(The problem): Every line of the records below that holds the word "SyntaxError" should be copied out.

------------------------------------------------------------

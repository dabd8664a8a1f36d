//! Progress and peer monitor
//!
//! Re-renders download progress, a smoothed download rate and the most
//! productive peers once per tick until cancelled. Cancellation is
//! cooperative: a frame that is being rendered always finishes first.

use std::io::{self, Write};
use std::sync::Arc;
use std::time::Duration;

use crossterm::cursor::MoveTo;
use crossterm::style::Stylize;
use crossterm::terminal::{Clear, ClearType};
use crossterm::queue;
use tokio::task::JoinHandle;
use tokio::time::MissedTickBehavior;
use tokio_util::sync::CancellationToken;
use tracing::{debug, warn};

use super::session::Session;
use crate::models::{format_bytes, format_rate, PeerSample};

/// Fixed monitor cadence
pub const TICK: Duration = Duration::from_secs(1);

/// Peers listed per frame before the rest collapse into "..."
pub const MAX_PEERS_SHOWN: usize = 10;

/// Two-sample download rate estimator.
///
/// Assumes one sample per [`TICK`]: the rate is the mean of the last two raw
/// deltas in bytes, not normalised by wall-clock time.
#[derive(Debug, Clone, Copy, Default)]
pub struct RateEstimator {
    previous_completed: u64,
    previous_delta: f64,
}

impl RateEstimator {
    pub fn new() -> Self {
        Self::default()
    }

    /// Feed the current completed byte count, get the smoothed rate
    pub fn sample(&mut self, completed: u64) -> f64 {
        let delta = completed as f64 - self.previous_completed as f64;
        let rate = (delta + self.previous_delta) / 2.0;
        self.previous_delta = delta;
        self.previous_completed = completed;
        rate
    }
}

/// Sort peers by rate, fastest first, and keep the top [`MAX_PEERS_SHOWN`].
///
/// The flag is true when peers were cut off.
pub fn rank_peers(mut peers: Vec<PeerSample>) -> (Vec<PeerSample>, bool) {
    peers.sort_by(|a, b| b.rate.total_cmp(&a.rate));
    let truncated = peers.len() > MAX_PEERS_SHOWN;
    peers.truncate(MAX_PEERS_SHOWN);
    (peers, truncated)
}

/// Everything shown on one monitor tick
#[derive(Debug, Clone, PartialEq)]
pub struct Frame {
    pub title: String,
    pub completed: u64,
    pub total: u64,
    pub active_peers: usize,
    pub total_peers: usize,
    pub rate: f64,
    pub peers: Vec<PeerSample>,
    pub truncated: bool,
}

impl Frame {
    /// Draw the frame over the whole terminal
    pub fn render<W: Write>(&self, out: &mut W) -> io::Result<()> {
        queue!(out, Clear(ClearType::All), MoveTo(0, 0))?;

        write!(
            out,
            "{}: {} / {}\r\n",
            self.title.as_str().cyan(),
            format_bytes(self.completed),
            format_bytes(self.total)
        )?;
        write!(out, "Peers: {} / {}\r\n", self.active_peers, self.total_peers)?;
        write!(out, "Download speed: {}\r\n\r\n", format_rate(self.rate))?;

        for peer in &self.peers {
            write!(
                out,
                "{} ({})\r\n",
                peer.address.as_str().magenta(),
                format_rate(peer.rate).green()
            )?;
        }
        if self.truncated {
            write!(out, "...\r\n")?;
        }

        out.flush()
    }
}

/// Periodic reporter bound to one session
pub struct Monitor {
    session: Arc<Session>,
    index: i64,
    tick: Duration,
}

impl Monitor {
    /// Monitor `session`, titling frames with the name of file `index`
    /// (`-1` for the release name)
    pub fn new(session: Arc<Session>, index: i64) -> Self {
        Self {
            session,
            index,
            tick: TICK,
        }
    }

    /// Override the tick interval
    pub fn with_tick(mut self, tick: Duration) -> Self {
        self.tick = tick;
        self
    }

    /// Run on a background task, rendering into `out`
    pub fn spawn<W: Write + Send + 'static>(self, out: W) -> MonitorHandle {
        let token = CancellationToken::new();
        let task = tokio::spawn(self.run(out, token.clone()));
        MonitorHandle { token, task }
    }

    /// Tick until `token` is cancelled
    pub async fn run<W: Write>(self, mut out: W, token: CancellationToken) {
        let title = self
            .session
            .name_of(self.index)
            .unwrap_or_else(|_| self.session.name())
            .to_string();

        let mut estimator = RateEstimator::new();
        let mut interval = tokio::time::interval(self.tick);
        interval.set_missed_tick_behavior(MissedTickBehavior::Delay);

        loop {
            tokio::select! {
                biased;
                _ = token.cancelled() => break,
                _ = interval.tick() => {}
            }

            let frame = self.frame(&title, &mut estimator);
            if let Err(e) = frame.render(&mut out) {
                warn!("Monitor render failed: {}", e);
            }
        }

        debug!(id = %self.session.id(), "Monitor stopped");
    }

    fn frame(&self, title: &str, estimator: &mut RateEstimator) -> Frame {
        let completed = self.session.bytes_completed();
        let rate = estimator.sample(completed);
        let stats = self.session.peer_stats();
        let (peers, truncated) = rank_peers(stats.peers);

        Frame {
            title: title.to_string(),
            completed,
            total: self.session.length(),
            active_peers: stats.active,
            total_peers: stats.total,
            rate,
            peers,
            truncated,
        }
    }
}

/// Stop switch and join handle of a spawned monitor
pub struct MonitorHandle {
    token: CancellationToken,
    task: JoinHandle<()>,
}

impl MonitorHandle {
    /// Signal the loop to stop after its current frame
    pub fn stop(&self) {
        self.token.cancel();
    }

    pub fn is_finished(&self) -> bool {
        self.task.is_finished()
    }

    /// Wait for the loop to exit
    pub async fn join(self) {
        if let Err(e) = self.task.await {
            warn!("Monitor task failed: {}", e);
        }
    }
}
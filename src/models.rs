//! Data structures shared across nyaastream
//!
//! Organized by domain:
//! - **Descriptor**: where a release's metadata comes from
//! - **Files**: the streamable units inside a session
//! - **Ranges**: byte windows served by the gateway
//! - **Peers**: live swarm telemetry sampled by the monitor

use serde::{Deserialize, Serialize};
use size::Size;
use regex::Regex;
use std::fmt;
use std::path::PathBuf;
use std::sync::LazyLock;

// =============================================================================
// Descriptor Models
// =============================================================================

/// Origin of a release descriptor
#[derive(Debug, Clone, PartialEq, Eq, Serialize, Deserialize)]
#[serde(tag = "kind", content = "value", rename_all = "lowercase")]
pub enum Descriptor {
    /// `magnet:?xt=urn:btih:...` URI, handed to the engine as-is
    Magnet(String),
    /// `.torrent` file reachable over HTTP(S)
    Remote(String),
    /// `.torrent` file on the local filesystem
    Local(PathBuf),
}

static HTTP_URL: LazyLock<Regex> =
    LazyLock::new(|| Regex::new(r"(?i)^https?://").expect("http url pattern is valid"));

impl Descriptor {
    /// Classify a user-supplied descriptor string
    pub fn parse(input: &str) -> Self {
        let input = input.trim();

        if input.starts_with("magnet:") {
            return Descriptor::Magnet(input.to_string());
        }

        if HTTP_URL.is_match(input) {
            return Descriptor::Remote(input.to_string());
        }

        Descriptor::Local(PathBuf::from(input))
    }

    /// Check if this descriptor needs a network fetch before the engine sees it
    pub fn is_remote(&self) -> bool {
        matches!(self, Descriptor::Remote(_))
    }
}

impl fmt::Display for Descriptor {
    fn fmt(&self, f: &mut fmt::Formatter<'_>) -> fmt::Result {
        match self {
            Descriptor::Magnet(uri) => write!(f, "{}", uri),
            Descriptor::Remote(url) => write!(f, "{}", url),
            Descriptor::Local(path) => write!(f, "{}", path.display()),
        }
    }
}

// =============================================================================
// File Models
// =============================================================================

/// Index reserved for "the session as a whole"
pub const WHOLE_SESSION: i64 = -1;

/// One streamable file inside a session
#[derive(Debug, Clone, PartialEq, Eq, Serialize, Deserialize)]
pub struct FileEntry {
    /// Position in the session's file enumeration (the gateway path)
    pub index: usize,
    /// Relative path within the release
    pub path: String,
    /// Length in bytes
    pub length: u64,
}

impl FileEntry {
    /// Format length for display
    pub fn format_length(&self) -> String {
        format_bytes(self.length)
    }
}

impl fmt::Display for FileEntry {
    fn fmt(&self, f: &mut fmt::Formatter<'_>) -> fmt::Result {
        write!(f, "[{}] {} ({})", self.index, self.path, self.format_length())
    }
}

/// Serializable view of a started session, used by the `files` command
#[derive(Debug, Clone, Serialize, Deserialize)]
pub struct SessionSummary {
    pub name: String,
    pub length: u64,
    pub files: Vec<FileEntry>,
}

// =============================================================================
// Range Models
// =============================================================================

/// Inclusive byte window `start..=end` into one file
#[derive(Debug, Clone, Copy, PartialEq, Eq)]
pub struct ByteRange {
    pub start: u64,
    pub end: u64,
}

impl ByteRange {
    pub fn new(start: u64, end: u64) -> Self {
        Self { start, end }
    }

    /// Number of bytes covered (never zero)
    pub fn len(&self) -> u64 {
        self.end - self.start + 1
    }

    /// Always false: a range covers at least one byte
    pub fn is_empty(&self) -> bool {
        false
    }

    /// `Content-Range` header value for a resource of `total` bytes
    pub fn content_range(&self, total: u64) -> String {
        format!("bytes {}-{}/{}", self.start, self.end, total)
    }
}

// =============================================================================
// Peer Models
// =============================================================================

/// One connected peer as seen on a single monitor tick
#[derive(Debug, Clone, PartialEq, Serialize, Deserialize)]
pub struct PeerSample {
    /// Remote address, usually `ip:port`
    pub address: String,
    /// Instantaneous download rate from this peer in bytes/sec
    pub rate: f64,
}

impl PeerSample {
    pub fn new(address: impl Into<String>, rate: f64) -> Self {
        Self {
            address: address.into(),
            rate,
        }
    }
}

/// Swarm snapshot reported by the protocol engine
#[derive(Debug, Clone, Default, PartialEq, Serialize, Deserialize)]
pub struct PeerStats {
    /// Peers currently exchanging data
    pub active: usize,
    /// Peers known to the session
    pub total: usize,
    pub peers: Vec<PeerSample>,
}

// =============================================================================
// Formatting Helpers
// =============================================================================

/// Human-readable byte count
pub fn format_bytes(bytes: u64) -> String {
    Size::from_bytes(bytes).to_string()
}

/// Human-readable transfer rate
pub fn format_rate(bytes_per_sec: f64) -> String {
    let bytes = if bytes_per_sec.is_finite() && bytes_per_sec > 0.0 {
        bytes_per_sec as u64
    } else {
        0
    };
    format!("{}/s", format_bytes(bytes))
}

// =============================================================================
// Tests
// =============================================================================

#[cfg(test)]
mod tests {
    use super::*;

    #[test]
    fn test_descriptor_magnet() {
        let d = Descriptor::parse("magnet:?xt=urn:btih:abcdef");
        assert_eq!(d, Descriptor::Magnet("magnet:?xt=urn:btih:abcdef".to_string()));
        assert!(!d.is_remote());
    }

    #[test]
    fn test_descriptor_remote() {
        let d = Descriptor::parse("https://nyaa.si/download/1234.torrent");
        assert!(d.is_remote());

        let d = Descriptor::parse("HTTP://example.com/a.torrent");
        assert!(d.is_remote());
    }

    #[test]
    fn test_descriptor_local() {
        let d = Descriptor::parse("./release.torrent");
        assert_eq!(d, Descriptor::Local(PathBuf::from("./release.torrent")));

        // A scheme-like prefix that is not http stays local
        let d = Descriptor::parse("ftp://example.com/a.torrent");
        assert!(matches!(d, Descriptor::Local(_)));

        let d = Descriptor::parse("https.torrent");
        assert!(matches!(d, Descriptor::Local(_)));
    }

    #[test]
    fn test_descriptor_classification_is_repeatable() {
        for _ in 0..3 {
            assert!(Descriptor::parse("http://a/b.torrent").is_remote());
            assert!(!Descriptor::parse("b.torrent").is_remote());
        }
    }

    #[test]
    fn test_descriptor_display_roundtrips_input() {
        let input = "https://nyaa.si/download/1.torrent";
        assert_eq!(Descriptor::parse(input).to_string(), input);
    }

    #[test]
    fn test_byte_range_len_and_header() {
        let r = ByteRange::new(0, 99);
        assert_eq!(r.len(), 100);
        assert_eq!(r.content_range(1000), "bytes 0-99/1000");

        let r = ByteRange::new(5, 5);
        assert_eq!(r.len(), 1);
    }

    #[test]
    fn test_format_rate_handles_negative_and_nan() {
        assert_eq!(format_rate(-10.0), format_rate(0.0));
        assert_eq!(format_rate(f64::NAN), format_rate(0.0));
    }

    #[test]
    fn test_file_entry_display() {
        let f = FileEntry {
            index: 2,
            path: "Show/Episode 03.mkv".to_string(),
            length: 10,
        };
        assert!(f.to_string().starts_with("[2] Show/Episode 03.mkv ("));
    }
}
//! Structural syntax gate run before a unit reaches a backend.

use super::scan::{ScanKind, ScanToken, SyntaxError, scan};

/// Check that a unit body lexes cleanly and its delimiters balance.
///
/// Positions in the returned error are relative to `body`.
pub fn check_body(body: &str) -> Result<(), SyntaxError> {
    let tokens = scan(body)?;
    check_delimiters(&tokens)
}

/// Check that `(`, `[` and `{` are closed in nesting order.
pub fn check_delimiters(tokens: &[ScanToken<'_>]) -> Result<(), SyntaxError> {
    let mut open: Vec<&ScanToken<'_>> = Vec::new();

    for tok in tokens {
        let ScanKind::Punct(c) = tok.kind else {
            continue;
        };
        match c {
            '(' | '[' | '{' => open.push(tok),
            ')' | ']' | '}' => {
                let Some(opener) = open.pop() else {
                    return Err(SyntaxError {
                        line: tok.line,
                        column: tok.column,
                        message: format!("unexpected '{c}'"),
                    });
                };
                let expected = closer_for(opener.text);
                if expected != c {
                    return Err(SyntaxError {
                        line: tok.line,
                        column: tok.column,
                        message: format!(
                            "expected '{expected}' to close '{}' from line {}, found '{c}'",
                            opener.text, opener.line
                        ),
                    });
                }
            }
            _ => {}
        }
    }

    match open.pop() {
        Some(opener) => Err(SyntaxError {
            line: opener.line,
            column: opener.column,
            message: format!("'{}' is never closed", opener.text),
        }),
        None => Ok(()),
    }
}

fn closer_for(opener: &str) -> char {
    match opener {
        "(" => ')',
        "[" => ']',
        _ => '}',
    }
}

#[cfg(test)]
mod tests {
    use super::*;

    #[test]
    fn test_balanced_body() {
        assert!(check_body("function f(a: number[]) {\n  return { a };\n}\n").is_ok());
        assert!(check_body("const s = `${ {x: 1}.x }`;").is_ok());
        assert!(check_body("const s = '}';").is_ok());
    }

    #[test]
    fn test_unclosed_brace_reported_at_opener() {
        let err = check_body("let a = 1;\nif (a) {\n  a = 2;\n").unwrap_err();
        assert_eq!((err.line, err.column), (2, 8));
        assert!(err.message.contains("never closed"));
    }

    #[test]
    fn test_mismatch_and_stray_closer() {
        let err = check_body("foo(1];").unwrap_err();
        assert_eq!((err.line, err.column), (1, 6));
        assert!(err.message.contains("expected ')'"));

        let err = check_body("}\n").unwrap_err();
        assert_eq!(err.message, "unexpected '}'");
    }
}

------------------------------------------------------------

(Answer space):
use super::scan::{ScanKind, ScanToken, SyntaxError, scan};
pub fn check_body(body: &str) -> Result<(), SyntaxError> {
pub fn check_delimiters(tokens: &[ScanToken<'_>]) -> Result<(), SyntaxError> {
                    return Err(SyntaxError {
                    return Err(SyntaxError {
        Some(opener) => Err(SyntaxError {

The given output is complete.